For cases where the attack was a minor one, certain prescribed medicine will also work and clear the blockages such as:
- Blood thinners to rejuvenate the blood flow by clearing clots
- Thrombolytics to dissolve clots
- Nitroglycerin to widen the blood vessels
- Antiplatelet drugs to prevent the formation of new clots
- Pain killers to reduce pain immediately
Once through the suggested myocardial infarction treatment, the patient needs to know what to expect post-treatment. Myocardial infarction is sudden and often, there might be a delay in receiving the medical treatment. The effectiveness of a myocardial infarction treatment depends on the timing of the medical care and intensity of the attack, both of which define the severity of damage done to the heart muscle. More the damage, the lower be the recovery of the heart post myocardial infarction treatment.
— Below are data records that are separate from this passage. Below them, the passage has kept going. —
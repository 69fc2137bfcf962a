//! Air quality measurement models

use chrono::{DateTime, FixedOffset, NaiveDate};
use serde::{Deserialize, Serialize};

/// A monitoring station returned by the OpenAQ locations endpoint
#[derive(Debug, Clone, PartialEq, Serialize, Deserialize)]
pub struct OpenAqLocation {
    pub id: u64,
    pub name: String,
}

/// One raw reading from the OpenAQ archive
#[derive(Debug, Clone, PartialEq, Serialize, Deserialize)]
pub struct Measurement {
    pub location_id: u64,
    pub sensor_id: u64,
    /// Local station time, offset preserved
    pub datetime: DateTime<FixedOffset>,
    /// Normalized parameter name, e.g. `pm25`
    pub parameter: String,
    /// Unit string as published, e.g. `µg/m³`
    pub units: String,
    pub value: f64,
}

impl Measurement {
    /// Calendar day in the station's own timezone
    #[must_use]
    pub fn local_date(&self) -> NaiveDate {
        self.datetime.date_naive()
    }
}

/// Daily mean of one parameter at one location
#[derive(Debug, Clone, PartialEq, Serialize, Deserialize)]
pub struct DailyPollutant {
    pub date: NaiveDate,
    pub parameter: String,
    pub units: String,
    pub value: f64,
    pub location: String,
}
//! OpenAQ integration
//!
//! Station discovery uses the OpenAQ v3 REST API (API key required); the
//! measurements themselves come from the public S3 archive, see [`archive`].

pub mod archive;

use crate::cache::{self, PersistentCache};
use crate::config::OpenAqConfig;
use crate::http;
use crate::models::{BoundingBox, Measurement, OpenAqLocation};
use crate::Result;
use archive::{ArchiveClient, key_matches_date, month_prefix, months_in_range};
use chrono::NaiveDate;
use futures::stream::{self, StreamExt};
use reqwest_middleware::ClientWithMiddleware;
use serde::Deserialize;
use std::sync::Arc;
use std::time::{Duration, Instant};
use tracing::{debug, info, instrument, warn};

const STATIONS_TTL: Duration = Duration::from_secs(24 * 60 * 60);
const LISTING_TTL: Duration = Duration::from_secs(24 * 60 * 60);
const DAY_FILE_TTL: Duration = Duration::from_secs(30 * 24 * 60 * 60);

#[derive(Debug, Deserialize)]
struct LocationsResponse {
    #[serde(default)]
    results: Vec<LocationResult>,
}

#[derive(Debug, Deserialize)]
struct LocationResult {
    id: u64,
    #[serde(default)]
    name: Option<String>,
}

/// Everything fetched for one bounding box
#[derive(Debug, Clone, Default)]
pub struct ArchiveFetch {
    pub stations: Vec<OpenAqLocation>,
    pub measurements: Vec<Measurement>,
    /// Human readable descriptions of station-days that could not be read
    pub failures: Vec<String>,
}

/// OpenAQ API + archive client
pub struct OpenAqClient {
    client: ClientWithMiddleware,
    archive: ArchiveClient,
    config: OpenAqConfig,
    cache: Option<Arc<PersistentCache>>,
}

impl OpenAqClient {
    #[must_use]
    pub fn new(
        client: ClientWithMiddleware,
        config: OpenAqConfig,
        cache: Option<Arc<PersistentCache>>,
    ) -> Self {
        let archive = ArchiveClient::new(client.clone(), config.archive_url.clone());
        Self {
            client,
            archive,
            config,
            cache,
        }
    }

    /// Monitoring stations inside a bounding box
    #[instrument(skip(self, bbox), fields(bbox = %bbox))]
    pub async fn stations_in(&self, bbox: &BoundingBox) -> Result<Vec<OpenAqLocation>> {
        let bbox_param = bbox.to_openaq_param();
        let key = format!("openaq:stations:{bbox_param}:{}", self.config.location_limit);
        cache::get_or_fetch(self.cache.as_deref(), &key, STATIONS_TTL, || {
            self.fetch_stations(bbox_param.clone())
        })
        .await
    }

    async fn fetch_stations(&self, bbox_param: String) -> Result<Vec<OpenAqLocation>> {
        let api_key = self.config.require_api_key()?;
        let url = http::endpoint(
            &self.config.base_url,
            "v3/locations",
            &[
                ("bbox", bbox_param),
                ("limit", self.config.location_limit.to_string()),
                ("page", "1".to_string()),
                ("order_by", "id".to_string()),
                ("sort_order", "asc".to_string()),
            ],
        )?;

        let response: LocationsResponse =
            http::get_json(&self.client, url, &[("X-API-Key", api_key)], "OpenAQ").await?;

        Ok(response
            .results
            .into_iter()
            .map(|r| OpenAqLocation {
                id: r.id,
                name: r.name.unwrap_or_else(|| format!("location-{}", r.id)),
            })
            .collect())
    }

    async fn month_keys(&self, location_id: u64, year: i32, month: u32) -> Result<Vec<String>> {
        let prefix = month_prefix(location_id, year, month);
        let key = format!("openaq:listing:{prefix}");
        cache::get_or_fetch(self.cache.as_deref(), &key, LISTING_TTL, || {
            self.archive.list_keys(&prefix)
        })
        .await
    }

    async fn day_file(&self, object_key: &str) -> Result<Vec<Measurement>> {
        let key = format!("openaq:day:{object_key}");
        cache::get_or_fetch(self.cache.as_deref(), &key, DAY_FILE_TTL, || {
            self.archive.fetch_day(object_key)
        })
        .await
    }

    async fn tagged_listing(
        &self,
        location_id: u64,
        year: i32,
        month: u32,
    ) -> (u64, Result<Vec<String>>) {
        (location_id, self.month_keys(location_id, year, month).await)
    }

    async fn tagged_download(&self, object_key: String) -> (String, Result<Vec<Measurement>>) {
        let result = self.day_file(&object_key).await;
        (object_key, result)
    }

    /// Archive day files of every station in `bbox` for `start..=end`.
    ///
    /// Station discovery failing is an error. Individual listings or day files
    /// failing are recorded in [`ArchiveFetch::failures`] and skipped.
    #[instrument(skip(self, bbox), fields(bbox = %bbox))]
    pub async fn measurements(
        &self,
        bbox: &BoundingBox,
        start: NaiveDate,
        end: NaiveDate,
    ) -> Result<ArchiveFetch> {
        let start_time = Instant::now();
        let stations = self.stations_in(bbox).await?;
        info!("Found {} OpenAQ stations in {}", stations.len(), bbox);

        let mut fetch = ArchiveFetch {
            stations,
            ..ArchiveFetch::default()
        };
        if fetch.stations.is_empty() {
            return Ok(fetch);
        }

        let concurrency = self.config.max_concurrent_downloads.max(1);
        let months = months_in_range(start, end);

        let listing_jobs: Vec<_> = fetch
            .stations
            .iter()
            .flat_map(|s| months.iter().map(move |&(y, m)| (s.id, y, m)))
            .map(|(id, year, month)| self.tagged_listing(id, year, month))
            .collect();
        let listings: Vec<(u64, Result<Vec<String>>)> = stream::iter(listing_jobs)
            .buffer_unordered(concurrency)
            .collect()
            .await;

        let mut wanted: Vec<String> = Vec::new();
        for (id, listing) in listings {
            match listing {
                Ok(keys) => wanted.extend(keys.into_iter().filter(|key| {
                    start
                        .iter_days()
                        .take_while(|d| *d <= end)
                        .any(|d| key_matches_date(key, d))
                })),
                Err(err) => {
                    warn!("Listing archive for location {} failed: {}", id, err);
                    fetch.failures.push(format!("location {id}: {err}"));
                }
            }
        }
        wanted.sort();
        debug!("Downloading {} archive day files", wanted.len());

        let download_jobs: Vec<_> = wanted
            .into_iter()
            .map(|key| self.tagged_download(key))
            .collect();
        let downloads: Vec<(String, Result<Vec<Measurement>>)> = stream::iter(download_jobs)
            .buffer_unordered(concurrency)
            .collect()
            .await;

        for (key, result) in downloads {
            match result {
                Ok(measurements) => fetch.measurements.extend(measurements),
                Err(err) => {
                    warn!("Archive file {} failed: {}", key, err);
                    fetch.failures.push(format!("{key}: {err}"));
                }
            }
        }

        let with_data: std::collections::BTreeSet<u64> =
            fetch.measurements.iter().map(|m| m.location_id).collect();
        let silent: Vec<u64> = fetch
            .stations
            .iter()
            .map(|s| s.id)
            .filter(|id| !with_data.contains(id))
            .collect();
        if !silent.is_empty() {
            info!("Locations with no data or errors: {:?}", silent);
        }

        info!(
            "Read {} measurements from {} stations in {:.3}s",
            fetch.measurements.len(),
            with_data.len(),
            start_time.elapsed().as_secs_f64()
        );
        Ok(fetch)
    }
}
In cases where the heart damage is intense, but still the heart has survived, there are increased chances of developing heart problems such as arrhythmias (abnormal heart rhythms) and could even lead to another attack. While in many cases a myocardial infarction could be minor, some patients however, suffer from depression and anxiety post-myocardial infarction treatment. Hence, it is very critical to consult the doctor with concerns to ensure a full recovery.
More importantly, the myocardial infarction treatment has to be followed by medications, post-operative tests, and lifestyle amendments such as healthy eating, proper weight, balanced nutrition, no smoking or drugs, regular health check-ups, and regular physical exercise but no strenuous workouts – to ensure there is no revival or worsening of the situation.
That said, a myocardial infarction is highly common but dangerous and poses a serious threat to precious lives. Hence, it is important to understand the criticality of the myocardial infarction treatment to ensure that the heart is healthy and functioning properly.